# Chapman soon-to-be graduates



## AshleyM (May 23, 2009)

For anyone who is about to graduate from Chapman (or has recently graduated):

How has your entire experience been?  Now that you're facing the "real world" and looking for work, has the experience (and debt) been worth it?  Are there good job prospects out there for you?  Any other comments/thoughts you have would be appreciated.

Thanks!!


----------



## MikeSter4 (Jun 29, 2009)

sent you a pm.

What is the address of this house?


----------



## AshleyM (Jun 29, 2009)

I looked, but didn't see it.  How long ago did you send it?

Thanks!



> Originally posted by MikeSter4:
> sent you a pm.
> 
> What is the address of this house?


----------



## MikeSter4 (Jun 30, 2009)

Sorry, go this post mixed up with a house rental post.

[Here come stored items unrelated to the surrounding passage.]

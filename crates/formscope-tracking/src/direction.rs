use crate::{
    frame::{Frame, TeamSide},
    geometry::DirectionFlip,
};

/// Reverses the direction of play from the start of the second half onwards.
///
/// Teams swap ends at half time; negating both coordinates of every player
/// from the first period-2 frame keeps each team attacking the same way for
/// the whole match. Frames are expected in chronological order.
///
/// Returns the index of the first flipped frame, or `None` when the frames
/// contain no second half.
pub fn flip_second_half(frames: &mut [Frame]) -> Option<usize> {
    let start = frames.iter().position(|frame| frame.period == 2)?;
    for frame in &mut frames[start..] {
        for side in TeamSide::ALL {
            for player in frame.players_mut(side) {
                let flipped = DirectionFlip::Reversed.apply(player.position());
                player.xyz[0] = flipped.x;
                player.xyz[1] = flipped.y;
            }
        }
    }
    Some(start)
}
//! Possession segmentation.
//!
//! Splits a per-frame possession signal into the intervals in which a team
//! held the ball, in play, without interruption for at least a minimum number
//! of frames. Shorter possessions are dropped: they are too brief for a team
//! to settle into its attacking or defensive shape.
//!
//! # Algorithm
//!
//! A centered window of `min_frames` frames is slid over the raw indicator
//! `possession[i] && live[i]`, keeping a running count of qualifying frames.
//! For window length `m` the window around `i` covers
//! `[i - m / 2, i + (m - 1 - m / 2)]`. A frame is *sustained* when every frame
//! in its window qualifies.
//!
//! ```text
//! raw        . . # # # # # # . .      (m = 4, behind = 2, ahead = 1)
//! sustained  . . . . # # # . . .
//!                    ^     ^
//!                    |     falling edge at 7 -> end = 7 + ahead = 8
//!                    rising edge at 4 -> start = 4 - behind = 2
//! ```
//!
//! Shifting the edges back by the window offsets recovers the exact raw run.
//! Frames outside the signal count as not in possession, so a run touching
//! either end of the signal is closed at the signal boundary.

use std::ops::Range;

use serde::Serialize;

/// Half-open range of frame indices `[start, end)` of one possession.
#[derive(Debug, Clone, Copy, PartialEq, Eq, Serialize)]
pub struct PossessionInterval {
    pub start: usize,
    pub end: usize,
}

impl PossessionInterval {
    #[must_use]
    pub fn len(&self) -> usize {
        self.end - self.start
    }

    #[must_use]
    pub fn is_empty(&self) -> bool {
        self.end == self.start
    }

    #[must_use]
    pub fn frames(&self) -> Range<usize> {
        self.start..self.end
    }

    /// The same interval shifted by `offset` frames.
    #[must_use]
    pub fn offset(self, offset: usize) -> Self {
        Self {
            start: self.start + offset,
            end: self.end + offset,
        }
    }
}

#[derive(Debug, Clone, Copy)]
pub struct PossessionSegmenter {
    min_frames: usize,
}

impl PossessionSegmenter {
    /// A zero-length minimum is treated as one frame.
    #[must_use]
    pub fn new(min_frames: usize) -> Self {
        Self {
            min_frames: min_frames.max(1),
        }
    }

    /// Segmenter whose minimum is `min_secs` at `fps`, truncated to whole frames.
    ///
    /// Returns `None` unless `fps` is finite and positive and `min_secs` is
    /// finite and non-negative.
    #[expect(clippy::cast_possible_truncation, clippy::cast_sign_loss)]
    #[must_use]
    pub fn from_duration(min_secs: f64, fps: f64) -> Option<Self> {
        let valid = fps.is_finite() && fps > 0.0 && min_secs.is_finite() && min_secs >= 0.0;
        let min_frames = min_secs * fps;
        (valid && min_frames.is_finite()).then(|| Self::new(min_frames as usize))
    }

    #[must_use]
    pub fn min_frames(&self) -> usize {
        self.min_frames
    }

    /// Returns the possession intervals in ascending order.
    ///
    /// # Panics
    ///
    /// Panics if `possession` and `live` differ in length.
    #[must_use]
    pub fn segment(&self, possession: &[bool], live: &[bool]) -> Vec<PossessionInterval> {
        assert_eq!(
            possession.len(),
            live.len(),
            "possession and live signals must cover the same frames"
        );
        let raw = possession
            .iter()
            .zip(live)
            .map(|(&p, &l)| p && l)
            .collect::<Vec<_>>();
        let len = raw.len();
        let window = self.min_frames;
        let behind = window / 2;
        let ahead = window - 1 - behind;

        // window of frame 0 is [-behind, ahead]
        let mut count = raw.iter().take(ahead + 1).filter(|&&r| r).count();
        let mut open = None;
        let mut intervals = vec![];

        for i in 0..len {
            if i > 0 {
                if raw.get(i + ahead).copied().unwrap_or(false) {
                    count += 1;
                }
                if i > behind && raw[i - 1 - behind] {
                    count -= 1;
                }
            }
            let sustained = count == window;
            match (open, sustained) {
                (None, true) => open = Some(i - behind),
                (Some(start), false) => {
                    intervals.push(PossessionInterval {
                        start,
                        end: i + ahead,
                    });
                    open = None;
                }
                _ => {}
            }
        }
        if let Some(start) = open {
            intervals.push(PossessionInterval { start, end: len });
        }

        intervals
    }
}

#[cfg(test)]
mod tests {
    use rand::{Rng as _, SeedableRng as _};
    use rand_pcg::Pcg64Mcg;

    use super::*;

    fn signal(pattern: &str) -> Vec<bool> {
        pattern.chars().map(|c| c == '#').collect()
    }

    fn segment(pattern: &str, min_frames: usize) -> Vec<PossessionInterval> {
        let possession = signal(pattern);
        let live = vec![true; possession.len()];
        PossessionSegmenter::new(min_frames).segment(&possession, &live)
    }

    fn interval(start: usize, end: usize) -> PossessionInterval {
        PossessionInterval { start, end }
    }

    #[test]
    fn test_single_run_recovered_exactly() {
        for len in 1..12 {
            for min_frames in 1..14 {
                let pattern = format!("...{}....", "#".repeat(len));
                let intervals = segment(&pattern, min_frames);
                if min_frames <= len {
                    assert_eq!(
                        intervals,
                        vec![interval(3, 3 + len)],
                        "len={len} min_frames={min_frames}"
                    );
                } else {
                    assert!(intervals.is_empty(), "len={len} min_frames={min_frames}");
                }
            }
        }
    }

    #[test]
    fn test_short_runs_are_dropped() {
        let intervals = segment("##..#####.###..######", 5);
        assert_eq!(intervals, vec![interval(4, 9), interval(15, 21)]);
    }

    #[test]
    fn test_dead_ball_splits_possession() {
        let possession = signal("##########");
        let live = signal("#####.####");
        let intervals = PossessionSegmenter::new(4).segment(&possession, &live);
        assert_eq!(intervals, vec![interval(0, 5), interval(6, 10)]);
    }

    #[test]
    fn test_runs_touching_signal_boundaries_are_closed() {
        for min_frames in 1..=6 {
            assert_eq!(
                segment("######..######", min_frames),
                vec![interval(0, 6), interval(8, 14)],
                "min_frames={min_frames}"
            );
        }
        assert_eq!(segment("#####", 5), vec![interval(0, 5)]);
    }

    #[test]
    fn test_zero_min_frames_behaves_as_one() {
        let segmenter = PossessionSegmenter::new(0);
        assert_eq!(segmenter.min_frames(), 1);
        assert_eq!(
            segmenter.segment(&signal("#.#"), &signal("###")),
            vec![interval(0, 1), interval(2, 3)]
        );
    }

    #[test]
    fn test_empty_signal() {
        assert!(segment("", 3).is_empty());
    }

    #[test]
    fn test_from_duration_truncates() {
        let min_frames = |secs, fps| PossessionSegmenter::from_duration(secs, fps).unwrap().min_frames();
        assert_eq!(min_frames(5.0, 25.0), 125);
        assert_eq!(min_frames(2.0, 1.5), 3);
        assert_eq!(min_frames(0.01, 25.0), 1);
        assert_eq!(min_frames(0.0, 25.0), 1);
    }

    #[test]
    fn test_from_duration_rejects_invalid_timing() {
        for fps in [0.0, -25.0, f64::NAN, f64::INFINITY] {
            assert!(PossessionSegmenter::from_duration(5.0, fps).is_none(), "fps={fps}");
        }
        for secs in [-1.0, f64::NAN, f64::INFINITY] {
            assert!(PossessionSegmenter::from_duration(secs, 25.0).is_none(), "secs={secs}");
        }
        assert!(PossessionSegmenter::from_duration(1e300, 1e300).is_none());
    }

    #[test]
    fn test_random_signals_respect_minimum_duration() {
        let mut rng = Pcg64Mcg::seed_from_u64(0x5eed);
        for _ in 0..200 {
            let len = rng.random_range(0..300);
            let min_frames = rng.random_range(1..20);
            let stickiness = rng.random_range(0.5..0.98);
            let mut state = rng.random_bool(0.5);
            let possession = (0..len)
                .map(|_| {
                    if !rng.random_bool(stickiness) {
                        state = !state;
                    }
                    state
                })
                .collect::<Vec<_>>();
            let live = (0..len).map(|_| rng.random_bool(0.97)).collect::<Vec<_>>();

            let intervals = PossessionSegmenter::new(min_frames).segment(&possession, &live);

            for w in intervals.windows(2) {
                assert!(w[0].end < w[1].start, "{w:?} overlap or touch");
            }
            for iv in &intervals {
                assert!(iv.len() >= min_frames, "{iv:?} shorter than {min_frames}");
                assert!(iv.end <= len);
                assert!(iv.frames().all(|i| possession[i] && live[i]));
            }

            // every qualifying raw run is reported
            let mut expected = vec![];
            let mut run_start = None;
            for i in 0..=len {
                let on = i < len && possession[i] && live[i];
                match (run_start, on) {
                    (None, true) => run_start = Some(i),
                    (Some(s), false) => {
                        if i - s >= min_frames {
                            expected.push(interval(s, i));
                        }
                        run_start = None;
                    }
                    _ => {}
                }
            }
            assert_eq!(intervals, expected);
        }
    }
}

But I would like to know the question you first asked as well.  Were you accepted to the college or are you thinking about going???


----------



## BrunoDP (Aug 8, 2009)

Hi there... I just got my MFA in Producing from Chapman, and I'll reflect on my experiences: The bottom line - it was great. Dodge Conservatory is one of the top film schools in the world, and in a few years it will be on the top. Their learning facilities are top of the line (sound stages, editing bays, entire building for film students only, plus, they are in the process of building another complex that will have film students housing only, "film village", back-lot, etc)... I was there for two years, and the best thinf about the program is it's 100% hands-on approach (I worked on 20-25 productions in every capacity). Like everywhere, there are some "political" issues (director-auteur theory in student setting), but they are working on improving their policy, and mirroring a real world vs. petting "little auteurs-in-making", if you know what I mean. Other then that, I'm proud to say that I graduated there, and built many new international friendships and connections. For all of you who consider Chapman/Dodge for graduate studies, you can't go wrong about it - it's top of the line. BTW, I'm not their spokesperson, and it did cost me a lot to go there, but I made a choice, and I made a good one. As far as employment opportunities... it's a bit complicated question in today's world, but trust me, those employers know what Chapman is and your MFA or MA has a weight to it. The rest is on you - dedication, work, and self-discipline. Go for it, and see you in the movies!

p/s: I'm not a Freshman (as seen in my profile), but recent MFA-er. Peace!


----------



## BrunoDP (Sep 5, 2009)

BTW... I just got a job as full time (tenure track) professor of film. Not bad for a recent Chapman graduate... Peace!


----------